[Collected data]
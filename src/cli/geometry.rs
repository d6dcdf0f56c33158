//! # geometry 子命令 CLI 定义
//!
//! ## 依赖关系
//! - 被 `cli/mod.rs` 使用
//! - 参数传递给 `commands/geometry.rs`

use clap::Args;
use std::path::PathBuf;

/// geometry 子命令参数
#[derive(Args, Debug)]
pub struct GeometryArgs {
    /// Path to the geometry.in file
    pub input: PathBuf,

    /// Write the structure as a VASP POSCAR file
    #[arg(long)]
    pub poscar: Option<PathBuf>,

    /// Write the atom records as a CSV file
    #[arg(long)]
    pub csv: Option<PathBuf>,
}
//! # 解析器模块
//!
//! 提供几何结构、HOMO/LUMO 索引与能带能量文件的解析器，以及 POSCAR 导出。
//!
//! ## 依赖关系
//! - 被 `commands/` 模块使用
//! - 使用 `models/` 数据模型
//! - 子模块: geometry, homo_lumo, bands, poscar

pub mod bands;
pub mod geometry;
pub mod homo_lumo;
pub mod poscar;

pub use bands::{load_band_energies, HARTREE_TO_EV};
pub use geometry::parse_geometry_file;
pub use homo_lumo::{parse_homo_lumo_file, HOMO_LUMO_MARKER};
//! # 美化输出工具
//!
//! 提供统一的终端输出样式。库代码不直接打印，所有提示都由 `commands/` 经此输出。
//!
//! ## 依赖关系
//! - 被所有 `commands/` 模块使用
//! - 使用 `colored` crate

use colored::Colorize;

/// 打印成功消息
pub fn print_success(msg: &str) {
    println!("{} {}", "[OK]".green().bold(), msg);
}

/// 打印错误消息
pub fn print_error(msg: &str) {
    eprintln!("{} {}", "[ERR]".red().bold(), msg);
}

/// 打印警告消息
pub fn print_warning(msg: &str) {
    println!("{} {}", "[WARN]".yellow().bold(), msg);
}

/// 打印信息消息
pub fn print_info(msg: &str) {
    println!("{} {}", "[*]".blue().bold(), msg);
}

/// 打印输出文件消息
pub fn print_written(what: &str, path: &str) {
    println!(
        "{} {} {} {}",
        "[OK]".green().bold(),
        what.dimmed(),
        "->".cyan(),
        path
    );
}

/// 打印标题栏
pub fn print_header(title: &str) {
    let line = "─".repeat(60);
    println!("\n{}", line.dimmed());
    println!("  {}", title.bold());
    println!("{}\n", line.dimmed());
}
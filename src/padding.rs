//! # 对称填充
//!
//! 沿两个轴以镜像方式扩展二维矩阵的边缘，语义与 numpy `pad(mode="reflect" | "symmetric")` 一致。
//!
//! ## 模式
//! - `Reflect`: 以边缘元素为镜面，边缘值不重复 `[1 2 3] -> 3 2 [1 2 3] 2 1`
//! - `Symmetric`: 镜面位于边缘之外，边缘值重复 `[1 2 3] -> 2 1 [1 2 3] 3 2`
//!
//! ## 反射类型
//! - `Even`: 直接镜像
//! - `Odd`: 关于边缘值取反，`2 * edge - mirrored`
//!
//! 填充宽度大于轴长时反复镜像。先填充行方向，再对包括新增行在内的所有行填充列方向。
//!
//! ## 依赖关系
//! - 被 `commands/{pad,plot}.rs` 使用
//! - 使用 `ndarray`

use crate::error::{BandanaError, Result};
use ndarray::{aview1, Array2, ArrayView2, Axis};
use serde::{Deserialize, Serialize};

/// 镜像模式
#[derive(Debug, Clone, Copy, PartialEq, Eq, Default, Serialize, Deserialize)]
pub enum PadMode {
    /// 边缘值不重复
    #[default]
    Reflect,
    /// 边缘值重复
    Symmetric,
}

/// 反射类型
#[derive(Debug, Clone, Copy, PartialEq, Eq, Default, Serialize, Deserialize)]
pub enum ReflectType {
    #[default]
    Even,
    Odd,
}

/// 四个方向的填充宽度
#[derive(Debug, Clone, Copy, PartialEq, Eq, Default, Serialize, Deserialize)]
pub struct PadWidth {
    pub pre_rows: usize,
    pub post_rows: usize,
    pub pre_cols: usize,
    pub post_cols: usize,
}

impl PadWidth {
    pub fn new(pre_rows: usize, post_rows: usize, pre_cols: usize, post_cols: usize) -> Self {
        PadWidth {
            pre_rows,
            post_rows,
            pre_cols,
            post_cols,
        }
    }

    /// 四边相同宽度
    pub fn uniform(n: usize) -> Self {
        Self::new(n, n, n, n)
    }

    /// 仅行方向
    pub fn rows(pre: usize, post: usize) -> Self {
        Self::new(pre, post, 0, 0)
    }

    /// 仅列方向
    pub fn cols(pre: usize, post: usize) -> Self {
        Self::new(0, 0, pre, post)
    }

    /// 填充后的形状
    pub fn padded_shape(&self, (rows, cols): (usize, usize)) -> (usize, usize) {
        (
            rows + self.pre_rows + self.post_rows,
            cols + self.pre_cols + self.post_cols,
        )
    }
}

/// `((pre_rows, post_rows), (pre_cols, post_cols))`
impl From<((usize, usize), (usize, usize))> for PadWidth {
    fn from(((pre_rows, post_rows), (pre_cols, post_cols)): ((usize, usize), (usize, usize))) -> Self {
        Self::new(pre_rows, post_rows, pre_cols, post_cols)
    }
}

/// 对称填充二维矩阵
pub fn sympad(
    matrix: ArrayView2<f64>,
    pads: impl Into<PadWidth>,
    mode: PadMode,
    reflect: ReflectType,
) -> Result<Array2<f64>> {
    let pads = pads.into();
    let rows_padded = pad_axis(matrix, Axis(0), pads.pre_rows, pads.post_rows, mode, reflect)?;
    pad_axis(
        rows_padded.view(),
        Axis(1),
        pads.pre_cols,
        pads.post_cols,
        mode,
        reflect,
    )
}

/// 以四个边距填充，使用默认的 `Reflect` + `Even`
pub fn sympad_margins(
    matrix: ArrayView2<f64>,
    pre_rows: usize,
    post_rows: usize,
    pre_cols: usize,
    post_cols: usize,
) -> Result<Array2<f64>> {
    sympad(
        matrix,
        PadWidth::new(pre_rows, post_rows, pre_cols, post_cols),
        PadMode::default(),
        ReflectType::default(),
    )
}

fn pad_axis(
    matrix: ArrayView2<f64>,
    axis: Axis,
    before: usize,
    after: usize,
    mode: PadMode,
    reflect: ReflectType,
) -> Result<Array2<f64>> {
    let len = matrix.len_of(axis);
    if before == 0 && after == 0 {
        return Ok(matrix.to_owned());
    }
    if len == 0 {
        return Err(BandanaError::ShapeMismatch(format!(
            "cannot pad an empty axis {} by ({}, {})",
            axis.index(),
            before,
            after
        )));
    }

    let mut shape = [matrix.nrows(), matrix.ncols()];
    shape[axis.index()] += before + after;
    let mut padded = Array2::<f64>::zeros(shape);

    for (src, mut dst) in matrix.lanes(axis).into_iter().zip(padded.lanes_mut(axis)) {
        let lane = pad_lane(&src.to_vec(), before, after, mode, reflect);
        dst.assign(&aview1(&lane));
    }

    Ok(padded)
}

/// 一维镜像扩展；`values` 非空
fn pad_lane(
    values: &[f64],
    before: usize,
    after: usize,
    mode: PadMode,
    reflect: ReflectType,
) -> Vec<f64> {
    let n = values.len();
    let total = before + n + after;
    let mut buf = vec![0.0; total];
    buf[before..before + n].copy_from_slice(values);

    // 单元素轴无法以 reflect 方式镜像，退化为重复边缘值
    if n == 1 && mode == PadMode::Reflect {
        buf[..before].fill(values[0]);
        buf[before + n..].fill(values[0]);
        return buf;
    }

    let edge_offset = match mode {
        PadMode::Reflect => 0,
        PadMode::Symmetric => 1,
    };

    let mut left = before;
    let mut right = after;

    // 每轮镜像的长度取原周期的整数倍，否则不等宽边距会镜像到非周期的窗口
    while left > 0 || right > 0 {
        let valid = total - left - right;
        let period = match mode {
            PadMode::Reflect => (valid - 1) / (n - 1) * (n - 1),
            PadMode::Symmetric => valid / n * n,
        };

        if left > 0 {
            let chunk = period.min(left);
            let edge = buf[left];
            let start = left - edge_offset + chunk;
            for i in 0..chunk {
                let mirrored = buf[start - i];
                buf[left - chunk + i] = match reflect {
                    ReflectType::Even => mirrored,
                    ReflectType::Odd => 2.0 * edge - mirrored,
                };
            }
            left -= chunk;
        }

        if right > 0 {
            let chunk = period.min(right);
            let last = total - right - 1;
            let edge = buf[last];
            let start = last + edge_offset - 1;
            for i in 0..chunk {
                let mirrored = buf[start - i];
                buf[last + 1 + i] = match reflect {
                    ReflectType::Even => mirrored,
                    ReflectType::Odd => 2.0 * edge - mirrored,
                };
            }
            right -= chunk;
        }
    }

    buf
}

__What needs to be done__. A verbatim transcription is needed of the lines above, starting at the line with "pub enum ReflectType" and ending at the line with "Self::new(pre, post, 0, 0)", both included, and of nothing else.

__Output below__.
pub enum ReflectType {
    #[default]
    Even,
    Odd,
}

/// 四个方向的填充宽度
#[derive(Debug, Clone, Copy, PartialEq, Eq, Default, Serialize, Deserialize)]
pub struct PadWidth {
    pub pre_rows: usize,
    pub post_rows: usize,
    pub pre_cols: usize,
    pub post_cols: usize,
}

impl PadWidth {
    pub fn new(pre_rows: usize, post_rows: usize, pre_cols: usize, post_cols: usize) -> Self {
        PadWidth {
            pre_rows,
            post_rows,
            pre_cols,
            post_cols,
        }
    }

    /// 四边相同宽度
    pub fn uniform(n: usize) -> Self {
        Self::new(n, n, n, n)
    }

    /// 仅行方向
    pub fn rows(pre: usize, post: usize) -> Self {
        Self::new(pre, post, 0, 0)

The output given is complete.